Problem description — Among the records that follow, count the lines where "round" appears, and state the count by itself.
Supplied entries START
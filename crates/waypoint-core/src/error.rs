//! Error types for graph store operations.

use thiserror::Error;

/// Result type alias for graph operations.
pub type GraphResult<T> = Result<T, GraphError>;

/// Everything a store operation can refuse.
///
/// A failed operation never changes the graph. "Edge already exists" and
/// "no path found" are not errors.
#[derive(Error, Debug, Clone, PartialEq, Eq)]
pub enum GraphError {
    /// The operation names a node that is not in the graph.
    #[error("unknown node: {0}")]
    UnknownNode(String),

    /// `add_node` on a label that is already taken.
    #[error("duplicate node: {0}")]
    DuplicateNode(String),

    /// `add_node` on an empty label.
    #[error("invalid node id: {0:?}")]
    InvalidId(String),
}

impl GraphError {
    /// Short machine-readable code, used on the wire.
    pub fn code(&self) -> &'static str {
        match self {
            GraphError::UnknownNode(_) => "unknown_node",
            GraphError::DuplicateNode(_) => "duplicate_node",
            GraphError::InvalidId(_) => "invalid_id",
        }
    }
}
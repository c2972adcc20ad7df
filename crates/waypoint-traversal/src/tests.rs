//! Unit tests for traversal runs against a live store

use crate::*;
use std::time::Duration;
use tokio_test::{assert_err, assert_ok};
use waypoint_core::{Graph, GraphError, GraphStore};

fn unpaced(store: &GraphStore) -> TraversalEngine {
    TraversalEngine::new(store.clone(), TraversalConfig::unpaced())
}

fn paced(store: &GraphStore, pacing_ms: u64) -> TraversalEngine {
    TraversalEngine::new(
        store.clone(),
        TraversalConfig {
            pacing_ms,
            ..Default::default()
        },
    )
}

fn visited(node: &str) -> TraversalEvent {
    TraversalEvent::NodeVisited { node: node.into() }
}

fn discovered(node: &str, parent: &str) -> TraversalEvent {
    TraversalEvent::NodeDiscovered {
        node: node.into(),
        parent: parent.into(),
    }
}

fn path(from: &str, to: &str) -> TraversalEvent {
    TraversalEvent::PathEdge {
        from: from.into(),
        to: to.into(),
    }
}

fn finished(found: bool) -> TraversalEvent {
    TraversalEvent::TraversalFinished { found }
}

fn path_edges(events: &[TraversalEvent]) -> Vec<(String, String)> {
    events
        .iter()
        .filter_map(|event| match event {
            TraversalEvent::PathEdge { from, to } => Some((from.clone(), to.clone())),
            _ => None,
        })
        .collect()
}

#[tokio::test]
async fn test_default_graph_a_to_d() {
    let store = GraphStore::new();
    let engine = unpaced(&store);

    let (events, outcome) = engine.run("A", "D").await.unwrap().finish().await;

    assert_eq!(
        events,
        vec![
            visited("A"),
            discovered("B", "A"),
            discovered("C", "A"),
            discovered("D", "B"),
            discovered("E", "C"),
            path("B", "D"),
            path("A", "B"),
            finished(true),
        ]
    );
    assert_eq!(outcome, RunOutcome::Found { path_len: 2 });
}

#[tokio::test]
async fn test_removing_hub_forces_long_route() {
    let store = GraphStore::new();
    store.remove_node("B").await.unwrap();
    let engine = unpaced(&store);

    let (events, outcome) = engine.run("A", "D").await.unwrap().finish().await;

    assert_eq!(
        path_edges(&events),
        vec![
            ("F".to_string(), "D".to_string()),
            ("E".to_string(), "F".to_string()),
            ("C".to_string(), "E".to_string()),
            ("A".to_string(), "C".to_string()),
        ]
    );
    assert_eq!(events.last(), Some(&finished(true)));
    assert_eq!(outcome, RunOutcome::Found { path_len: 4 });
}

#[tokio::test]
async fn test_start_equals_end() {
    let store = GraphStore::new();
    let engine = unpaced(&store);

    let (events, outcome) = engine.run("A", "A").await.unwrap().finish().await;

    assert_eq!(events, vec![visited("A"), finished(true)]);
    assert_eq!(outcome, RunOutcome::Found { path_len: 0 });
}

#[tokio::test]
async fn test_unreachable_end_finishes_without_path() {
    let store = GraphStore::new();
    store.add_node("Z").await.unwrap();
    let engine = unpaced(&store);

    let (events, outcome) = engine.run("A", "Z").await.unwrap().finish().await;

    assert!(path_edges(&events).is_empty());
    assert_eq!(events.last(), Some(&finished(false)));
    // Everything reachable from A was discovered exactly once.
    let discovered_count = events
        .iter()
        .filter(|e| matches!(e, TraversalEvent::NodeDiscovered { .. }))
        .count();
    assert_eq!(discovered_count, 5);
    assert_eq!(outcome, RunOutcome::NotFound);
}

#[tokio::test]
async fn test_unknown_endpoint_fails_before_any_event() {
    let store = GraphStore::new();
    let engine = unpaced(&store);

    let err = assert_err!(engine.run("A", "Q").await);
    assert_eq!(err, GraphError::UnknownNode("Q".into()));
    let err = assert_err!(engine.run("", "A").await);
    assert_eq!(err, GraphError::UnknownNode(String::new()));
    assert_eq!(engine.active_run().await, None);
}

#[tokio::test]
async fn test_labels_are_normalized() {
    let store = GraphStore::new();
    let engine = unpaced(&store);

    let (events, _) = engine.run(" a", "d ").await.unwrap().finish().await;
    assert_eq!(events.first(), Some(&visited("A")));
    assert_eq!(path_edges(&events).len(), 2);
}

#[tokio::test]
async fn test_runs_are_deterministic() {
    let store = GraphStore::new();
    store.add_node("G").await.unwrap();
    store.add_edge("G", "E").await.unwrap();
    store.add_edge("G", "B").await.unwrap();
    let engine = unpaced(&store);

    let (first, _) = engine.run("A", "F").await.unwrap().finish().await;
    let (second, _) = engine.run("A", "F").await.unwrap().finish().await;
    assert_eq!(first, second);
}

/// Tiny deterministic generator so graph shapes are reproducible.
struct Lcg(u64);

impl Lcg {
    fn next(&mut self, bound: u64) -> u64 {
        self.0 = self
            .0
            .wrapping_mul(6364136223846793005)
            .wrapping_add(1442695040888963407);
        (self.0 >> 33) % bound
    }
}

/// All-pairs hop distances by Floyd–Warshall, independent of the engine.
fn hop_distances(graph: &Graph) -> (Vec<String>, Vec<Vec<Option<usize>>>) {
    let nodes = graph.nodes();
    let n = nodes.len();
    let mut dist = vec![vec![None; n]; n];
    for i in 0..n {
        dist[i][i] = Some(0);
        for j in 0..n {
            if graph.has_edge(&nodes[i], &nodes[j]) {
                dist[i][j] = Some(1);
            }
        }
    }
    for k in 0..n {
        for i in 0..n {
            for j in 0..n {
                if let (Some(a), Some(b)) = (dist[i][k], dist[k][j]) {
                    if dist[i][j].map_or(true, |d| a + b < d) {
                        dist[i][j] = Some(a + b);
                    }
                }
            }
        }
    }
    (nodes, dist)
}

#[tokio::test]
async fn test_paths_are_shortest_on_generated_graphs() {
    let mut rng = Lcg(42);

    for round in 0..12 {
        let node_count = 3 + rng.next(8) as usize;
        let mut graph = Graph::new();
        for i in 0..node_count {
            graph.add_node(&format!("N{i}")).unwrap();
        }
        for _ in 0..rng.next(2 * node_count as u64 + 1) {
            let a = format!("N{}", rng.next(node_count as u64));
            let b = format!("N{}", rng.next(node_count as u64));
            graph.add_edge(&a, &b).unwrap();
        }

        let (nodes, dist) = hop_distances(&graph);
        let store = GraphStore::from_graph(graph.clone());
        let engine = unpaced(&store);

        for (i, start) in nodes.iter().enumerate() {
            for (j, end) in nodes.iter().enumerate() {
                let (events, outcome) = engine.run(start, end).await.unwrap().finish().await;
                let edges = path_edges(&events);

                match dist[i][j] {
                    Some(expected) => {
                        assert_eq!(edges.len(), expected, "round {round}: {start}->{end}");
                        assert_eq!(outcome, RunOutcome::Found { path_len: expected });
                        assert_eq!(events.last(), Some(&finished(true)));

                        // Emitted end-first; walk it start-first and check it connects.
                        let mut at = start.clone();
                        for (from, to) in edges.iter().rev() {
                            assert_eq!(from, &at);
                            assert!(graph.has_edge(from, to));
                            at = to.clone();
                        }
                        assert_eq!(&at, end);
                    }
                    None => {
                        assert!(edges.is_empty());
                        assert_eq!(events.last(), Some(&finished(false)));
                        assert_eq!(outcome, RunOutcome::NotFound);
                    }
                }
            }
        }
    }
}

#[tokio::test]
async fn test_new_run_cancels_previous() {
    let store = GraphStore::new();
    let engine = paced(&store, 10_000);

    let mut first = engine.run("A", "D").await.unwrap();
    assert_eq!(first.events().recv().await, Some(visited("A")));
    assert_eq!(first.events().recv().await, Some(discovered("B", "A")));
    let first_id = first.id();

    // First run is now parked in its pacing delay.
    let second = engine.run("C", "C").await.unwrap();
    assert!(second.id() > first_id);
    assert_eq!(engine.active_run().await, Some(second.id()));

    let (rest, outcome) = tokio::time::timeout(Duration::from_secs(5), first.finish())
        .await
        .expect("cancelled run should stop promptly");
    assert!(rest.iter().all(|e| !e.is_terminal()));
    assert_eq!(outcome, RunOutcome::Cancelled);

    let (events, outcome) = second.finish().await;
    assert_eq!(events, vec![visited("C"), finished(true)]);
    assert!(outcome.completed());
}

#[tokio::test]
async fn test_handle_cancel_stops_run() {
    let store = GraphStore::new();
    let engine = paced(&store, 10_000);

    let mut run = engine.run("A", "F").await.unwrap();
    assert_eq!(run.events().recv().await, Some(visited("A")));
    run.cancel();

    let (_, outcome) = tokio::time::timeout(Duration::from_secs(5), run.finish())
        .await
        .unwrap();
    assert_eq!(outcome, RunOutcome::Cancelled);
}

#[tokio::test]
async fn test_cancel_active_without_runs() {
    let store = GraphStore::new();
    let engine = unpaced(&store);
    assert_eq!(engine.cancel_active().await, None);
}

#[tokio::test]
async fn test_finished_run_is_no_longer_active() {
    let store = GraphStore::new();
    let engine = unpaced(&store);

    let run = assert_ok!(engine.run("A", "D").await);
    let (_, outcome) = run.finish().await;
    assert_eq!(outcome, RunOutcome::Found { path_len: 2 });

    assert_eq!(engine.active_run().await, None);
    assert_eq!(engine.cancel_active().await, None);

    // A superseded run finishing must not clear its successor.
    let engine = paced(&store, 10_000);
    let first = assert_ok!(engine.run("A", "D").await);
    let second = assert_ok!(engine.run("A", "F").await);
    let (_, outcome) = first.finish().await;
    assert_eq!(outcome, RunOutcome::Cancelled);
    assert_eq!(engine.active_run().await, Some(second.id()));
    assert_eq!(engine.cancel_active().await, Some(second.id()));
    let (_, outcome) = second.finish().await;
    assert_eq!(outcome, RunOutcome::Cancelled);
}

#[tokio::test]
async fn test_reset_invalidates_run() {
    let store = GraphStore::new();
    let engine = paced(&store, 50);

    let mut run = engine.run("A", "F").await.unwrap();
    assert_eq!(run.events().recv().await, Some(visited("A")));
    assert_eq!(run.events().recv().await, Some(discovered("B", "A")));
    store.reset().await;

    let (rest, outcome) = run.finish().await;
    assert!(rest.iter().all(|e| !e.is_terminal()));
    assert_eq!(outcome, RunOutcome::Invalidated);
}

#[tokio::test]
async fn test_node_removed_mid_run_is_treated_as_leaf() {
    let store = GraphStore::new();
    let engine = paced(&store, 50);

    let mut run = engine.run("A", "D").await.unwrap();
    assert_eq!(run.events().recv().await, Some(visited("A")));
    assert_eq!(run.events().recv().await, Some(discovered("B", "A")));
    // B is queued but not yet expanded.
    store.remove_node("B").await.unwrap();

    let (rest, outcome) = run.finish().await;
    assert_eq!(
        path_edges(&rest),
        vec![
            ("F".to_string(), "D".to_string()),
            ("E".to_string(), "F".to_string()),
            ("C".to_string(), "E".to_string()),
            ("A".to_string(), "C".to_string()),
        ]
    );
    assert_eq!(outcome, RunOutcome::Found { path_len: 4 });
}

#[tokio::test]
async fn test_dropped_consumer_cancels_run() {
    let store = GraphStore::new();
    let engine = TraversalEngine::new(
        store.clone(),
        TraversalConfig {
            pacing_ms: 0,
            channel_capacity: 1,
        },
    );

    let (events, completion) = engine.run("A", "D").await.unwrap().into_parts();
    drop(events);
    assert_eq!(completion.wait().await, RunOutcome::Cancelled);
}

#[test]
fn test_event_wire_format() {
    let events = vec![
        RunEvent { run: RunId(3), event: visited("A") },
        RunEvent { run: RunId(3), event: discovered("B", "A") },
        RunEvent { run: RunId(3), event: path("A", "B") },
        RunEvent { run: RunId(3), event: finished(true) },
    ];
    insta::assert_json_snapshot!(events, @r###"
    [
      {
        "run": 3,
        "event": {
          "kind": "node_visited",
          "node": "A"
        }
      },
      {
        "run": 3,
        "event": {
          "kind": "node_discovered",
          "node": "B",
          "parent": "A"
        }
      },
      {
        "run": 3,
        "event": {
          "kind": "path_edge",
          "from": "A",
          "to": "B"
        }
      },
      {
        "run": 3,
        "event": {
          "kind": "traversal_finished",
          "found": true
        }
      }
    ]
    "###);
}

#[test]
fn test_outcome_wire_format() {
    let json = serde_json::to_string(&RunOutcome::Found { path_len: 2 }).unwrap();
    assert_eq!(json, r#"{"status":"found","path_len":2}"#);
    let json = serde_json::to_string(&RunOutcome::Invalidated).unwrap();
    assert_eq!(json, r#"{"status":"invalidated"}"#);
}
Supplied entries END
Answer section — 2